ASSIGNMENT: Lines to be reproduced exactly: the one that holds "records.sort_by(|a, b| b.priority.cmp(&a.priority));" and all those after it through the end of the data. Include no others.

════════════════════

//! Platform-aware configuration paths for figbridge

use anyhow::{Context, Result};
use std::env;
use std::path::PathBuf;

use crate::core::constants::config_files;

/// Get the appropriate configuration directory for the current platform
pub fn config_dir() -> Result<PathBuf> {
    if let Ok(custom_dir) = env::var(config_files::CONFIG_DIR_ENV) {
        return Ok(PathBuf::from(custom_dir));
    }

    dirs::config_dir()
        .map(|p| p.join("figbridge"))
        .context("Unable to determine config directory for the current platform")
}

/// Path of the user-level config file inside the platform config directory
pub fn user_config_path() -> Result<PathBuf> {
    Ok(config_dir()?.join(config_files::USER_CONFIG))
}

/// Path of the project-local config file, resolved against the current
/// working directory.
pub fn project_config_path() -> PathBuf {
    PathBuf::from(config_files::PROJECT_CONFIG)
}
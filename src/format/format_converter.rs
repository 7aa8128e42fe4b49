use crate::core::errors::ParseError;
use crate::core::{
    ColorRole, ComponentClassifier, ComponentPrioritizer, DesignToken, ExtractionSnapshot,
    FormatConverter as FormatConverterTrait, RawComponent, RawExtraction, TokenKind,
};
use async_trait::async_trait;
use serde_json::Value;

/// Converts raw Figma extraction payloads into the unified record format.
///
/// Conversion is lenient: absent or mistyped fields degrade to defaults
/// rather than failing, matching what the host exporters actually emit.
/// Only a structurally wrong top level (neither object nor array) is an
/// error.
pub struct FormatConverter {
    classifier: ComponentClassifier,
    prioritizer: ComponentPrioritizer,
}

impl FormatConverter {
    pub fn new() -> Self {
        Self {
            classifier: ComponentClassifier::new(),
            prioritizer: ComponentPrioritizer::new(),
        }
    }

    fn convert_single_component(&self, c: &Value) -> RawComponent {
        let name = c
            .get("name")
            .and_then(|n| n.as_str())
            .unwrap_or("")
            .to_string();

        let instance_count = c
            .get("instanceCount")
            .or_else(|| c.get("instances"))
            .and_then(|n| n.as_u64())
            .map(|n| n as u32);

        let usage_contexts = c
            .get("usageContexts")
            .or_else(|| c.get("contexts"))
            .and_then(|v| v.as_array())
            .map(|arr| {
                arr.iter()
                    .filter_map(|v| v.as_str().map(String::from))
                    .collect()
            });

        let variants = c.get("variants").and_then(|v| v.as_array()).map(|arr| {
            arr.iter()
                .filter_map(|v| v.as_str().map(String::from))
                .collect()
        });

        RawComponent {
            name,
            instance_count,
            usage_contexts,
            variants,
        }
    }

    fn convert_single_token(&self, t: &Value) -> DesignToken {
        let name = t
            .get("name")
            .and_then(|n| n.as_str())
            .unwrap_or("")
            .to_string();

        let kind = t
            .get("type")
            .or_else(|| t.get("kind"))
            .and_then(|k| k.as_str())
            .and_then(|k| k.parse::<TokenKind>().ok())
            .unwrap_or(TokenKind::Color);

        let semantic_name = t
            .get("semanticName")
            .and_then(|s| s.as_str())
            .map(String::from);

        let value = match t.get("value") {
            Some(Value::String(s)) => Some(s.clone()),
            Some(Value::Null) | None => None,
            Some(other) => Some(other.to_string()),
        };

        let semantic_role = t
            .get("semanticRole")
            .and_then(|r| r.as_str())
            .and_then(|r| r.parse::<ColorRole>().ok());

        DesignToken {
            name,
            semantic_name,
            kind,
            value,
            semantic_role,
        }
    }

    /// Detect whether a payload carries components or tokens.
    ///
    /// Objects are sniffed by key; bare arrays by the shape of their first
    /// entry. Token entries carry a `type`/`value` pair, component entries
    /// carry usage metadata or just a name.
    pub fn detect_payload_kind(data: &Value) -> String {
        if let Some(obj) = data.as_object() {
            if obj.contains_key("components") {
                return "components".to_string();
            }
            if obj.contains_key("tokens") {
                return "tokens".to_string();
            }
        }

        if let Some(first) = data.as_array().and_then(|arr| arr.first()) {
            if first.get("instanceCount").is_some()
                || first.get("usageContexts").is_some()
                || first.get("variants").is_some()
            {
                return "components".to_string();
            }
            if first.get("type").is_some() || first.get("value").is_some() {
                return "tokens".to_string();
            }
            if first.get("name").is_some() {
                return "components".to_string();
            }
        }

        "unknown".to_string()
    }
}

#[async_trait]
impl FormatConverterTrait for FormatConverter {
    async fn normalize(&self, raw: RawExtraction) -> Result<ExtractionSnapshot, ParseError> {
        tracing::debug!("Normalizing extraction from source: {}", raw.source);

        let (component_payload, token_payload) = match &raw.data {
            Value::Object(obj) => (obj.get("components"), obj.get("tokens")),
            Value::Array(_) => match Self::detect_payload_kind(&raw.data).as_str() {
                "tokens" => (None, Some(&raw.data)),
                _ => (Some(&raw.data), None),
            },
            other => {
                return Err(ParseError::InvalidFormat {
                    context: "extraction payload".to_string(),
                    expected: "object or array".to_string(),
                    found: format!("{:?}", other),
                })
            }
        };

        let raw_components = match component_payload {
            Some(payload) => self.convert_to_components(payload)?,
            None => Vec::new(),
        };
        let tokens = match token_payload {
            Some(payload) => self.convert_to_tokens(payload)?,
            None => Vec::new(),
        };

        let components = self
            .prioritizer
            .prioritize(self.classifier.classify_all(&raw_components));

        tracing::debug!(
            "Normalized {} components and {} tokens",
            components.len(),
            tokens.len()
        );

        Ok(ExtractionSnapshot {
            source: raw.source,
            timestamp: raw.timestamp,
            components,
            tokens,
        })
    }

    fn convert_to_components(&self, payload: &Value) -> Result<Vec<RawComponent>, ParseError> {
        let entries = payload
            .as_array()
            .ok_or_else(|| ParseError::InvalidFormat {
                context: "component extraction".to_string(),
                expected: "array of component records".to_string(),
                found: format!("{:?}", payload),
            })?;

        Ok(entries
            .iter()
            .map(|c| self.convert_single_component(c))
            .collect())
    }

    fn convert_to_tokens(&self, payload: &Value) -> Result<Vec<DesignToken>, ParseError> {
        let entries = payload
            .as_array()
            .ok_or_else(|| ParseError::InvalidFormat {
                context: "token extraction".to_string(),
                expected: "array of design tokens".to_string(),
                found: format!("{:?}", payload),
            })?;

        Ok(entries
            .iter()
            .map(|t| self.convert_single_token(t))
            .collect())
    }
}

impl Default for FormatConverter {
    fn default() -> Self {
        Self::new()
    }
}

#[cfg(test)]
mod tests {
    use super::*;
    use crate::core::{ComponentCategory, ComponentType};
    use serde_json::json;

    #[tokio::test]
    async fn test_normalize_full_extraction_payload() {
        let converter = FormatConverter::new();
        let raw = RawExtraction::new(
            "figma",
            json!({
                "components": [
                    { "name": "Button/Primary", "instanceCount": 10 },
                    { "name": "lucide/earth" }
                ],
                "tokens": [
                    { "name": "Primary Brand Color", "type": "color", "value": "#3B82F6" }
                ]
            }),
        );

        let snapshot = converter.normalize(raw).await.unwrap();
        assert_eq!(snapshot.components.len(), 2);
        assert_eq!(snapshot.tokens.len(), 1);

        // Classified, scored, and sorted highest first
        assert_eq!(snapshot.components[0].name, "Button/Primary");
        assert_eq!(snapshot.components[0].component_type, ComponentType::Button);
        assert_eq!(snapshot.components[0].priority, 90);
        assert_eq!(snapshot.components[1].category, ComponentCategory::Icon);
        assert_eq!(snapshot.components[1].priority, 10);
    }

    #[tokio::test]
    async fn test_normalize_bare_component_array() {
        let converter = FormatConverter::new();
        let raw = RawExtraction::new("figma", json!([{ "name": "Card/Content" }]));

        let snapshot = converter.normalize(raw).await.unwrap();
        assert_eq!(snapshot.components.len(), 1);
        assert!(snapshot.tokens.is_empty());
    }

    #[tokio::test]
    async fn test_normalize_bare_token_array() {
        let converter = FormatConverter::new();
        let raw = RawExtraction::new(
            "figma-tokens",
            json!([{ "name": "spacing-md", "type": "spacing", "value": "16px" }]),
        );

        let snapshot = converter.normalize(raw).await.unwrap();
        assert!(snapshot.components.is_empty());
        assert_eq!(snapshot.tokens.len(), 1);
        assert_eq!(snapshot.tokens[0].kind, TokenKind::Spacing);
        assert_eq!(snapshot.tokens[0].value.as_deref(), Some("16px"));
    }

    #[tokio::test]
    async fn test_normalize_rejects_scalar_payload() {
        let converter = FormatConverter::new();
        let raw = RawExtraction::new("figma", json!("not an extraction"));

        let result = converter.normalize(raw).await;
        assert!(matches!(result, Err(ParseError::InvalidFormat { .. })));
    }

    #[test]
    fn test_component_fields_degrade_to_defaults() {
        let converter = FormatConverter::new();
        let components = converter
            .convert_to_components(&json!([{ "name": "Avatar", "instanceCount": "not a number" }]))
            .unwrap();

        assert_eq!(components[0].name, "Avatar");
        assert_eq!(components[0].instance_count, None);
        assert_eq!(components[0].usage_contexts, None);
        assert_eq!(components[0].variants, None);
    }

    #[test]
    fn test_token_kind_aliases_and_numeric_values() {
        let converter = FormatConverter::new();
        let tokens = converter
            .convert_to_tokens(&json!([
                { "name": "font-body", "type": "font" },
                { "name": "opacity-50", "type": "opacity", "value": 0.5 },
                { "name": "mystery", "type": "gradient" }
            ]))
            .unwrap();

        assert_eq!(tokens[0].kind, TokenKind::Typography);
        assert_eq!(tokens[1].value.as_deref(), Some("0.5"));
        // Unknown kinds fall back to color
        assert_eq!(tokens[2].kind, TokenKind::Color);
    }

    #[test]
    fn test_token_semantic_role_parsing() {
        let converter = FormatConverter::new();
        let tokens = converter
            .convert_to_tokens(&json!([
                { "name": "red-500", "type": "color", "semanticRole": "danger" }
            ]))
            .unwrap();

        assert_eq!(tokens[0].semantic_role, Some(ColorRole::Error));
    }

    #[test]
    fn test_detect_payload_kind() {
        assert_eq!(
            FormatConverter::detect_payload_kind(&json!({ "components": [] })),
            "components"
        );
        assert_eq!(
            FormatConverter::detect_payload_kind(&json!({ "tokens": [] })),
            "tokens"
        );
        assert_eq!(
            FormatConverter::detect_payload_kind(&json!([{ "name": "x", "variants": [] }])),
            "components"
        );
        assert_eq!(
            FormatConverter::detect_payload_kind(&json!([{ "name": "x", "type": "color" }])),
            "tokens"
        );
        assert_eq!(
            FormatConverter::detect_payload_kind(&json!([{ "name": "x" }])),
            "components"
        );
        assert_eq!(FormatConverter::detect_payload_kind(&json!(42)), "unknown");
    }
}
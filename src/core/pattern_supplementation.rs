use super::component_classification::ComponentClassifier;
use super::component_prioritization::ComponentPrioritizer;
use super::types::{ComponentCategory, ComponentRecord, RawComponent};
use std::collections::HashSet;
use tracing::debug;

/// Icon share above which a set is considered icon-dominated.
pub const DEFAULT_ICON_HEAVY_THRESHOLD: f32 = 0.7;

/// Canonical UI patterns merged into icon-dominated sets so the generated
/// documentation still covers structural primitives.
const CANONICAL_PATTERNS: [&str; 5] = [
    "Button/Primary",
    "Button/Secondary",
    "Input/Text Field",
    "Card/Content",
    "Navigation/Menu",
];

/// Service for supplementing icon-heavy component sets with canonical
/// UI patterns
pub struct PatternSupplementer {
    classifier: ComponentClassifier,
    prioritizer: ComponentPrioritizer,
    threshold: f32,
}

impl PatternSupplementer {
    pub fn new() -> Self {
        Self::with_threshold(DEFAULT_ICON_HEAVY_THRESHOLD)
    }

    pub fn with_threshold(threshold: f32) -> Self {
        Self {
            classifier: ComponentClassifier::new(),
            prioritizer: ComponentPrioritizer::new(),
            threshold,
        }
    }

    /// Whether icons dominate the classified set.
    ///
    /// An empty set is never icon-heavy.
    pub fn is_icon_heavy(&self, records: &[ComponentRecord]) -> bool {
        if records.is_empty() {
            return false;
        }

        let icon_count = records
            .iter()
            .filter(|r| r.category == ComponentCategory::Icon)
            .count();

        icon_count as f32 / records.len() as f32 > self.threshold
    }

    /// Merge the canonical patterns into an icon-heavy set.
    ///
    /// Patterns whose name already exists (case-insensitive) are skipped,
    /// so supplementing an already-supplemented set is a no-op. The merged
    /// set is re-sorted by priority, highest first.
    pub fn supplement(&self, records: Vec<ComponentRecord>) -> Vec<ComponentRecord> {
        if !self.is_icon_heavy(&records) {
            return records;
        }

        self.merge_canonical(records)
    }

    fn merge_canonical(&self, mut records: Vec<ComponentRecord>) -> Vec<ComponentRecord> {
        let existing: HashSet<String> = records.iter().map(|r| r.name.to_lowercase()).collect();

        let mut added = 0usize;
        for name in CANONICAL_PATTERNS {
            if existing.contains(&name.to_lowercase()) {
                continue;
            }

            let mut record = self.classifier.classify(&RawComponent::named(name));
            record.priority = self.prioritizer.score(&record);
            records.push(record);
            added += 1;
        }

        debug!("Supplemented icon-heavy set with {} canonical patterns", added);

        records.sort_by(|a, b| b.priority.cmp(&a.priority));
        records
    }
}

impl Default for PatternSupplementer {
    fn default() -> Self {
        Self::new()
    }
}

════════════════════

ANSWER TO THE PROBLEM:
        records.sort_by(|a, b| b.priority.cmp(&a.priority));
        records
    }
}

impl Default for PatternSupplementer {
    fn default() -> Self {
        Self::new()
    }
}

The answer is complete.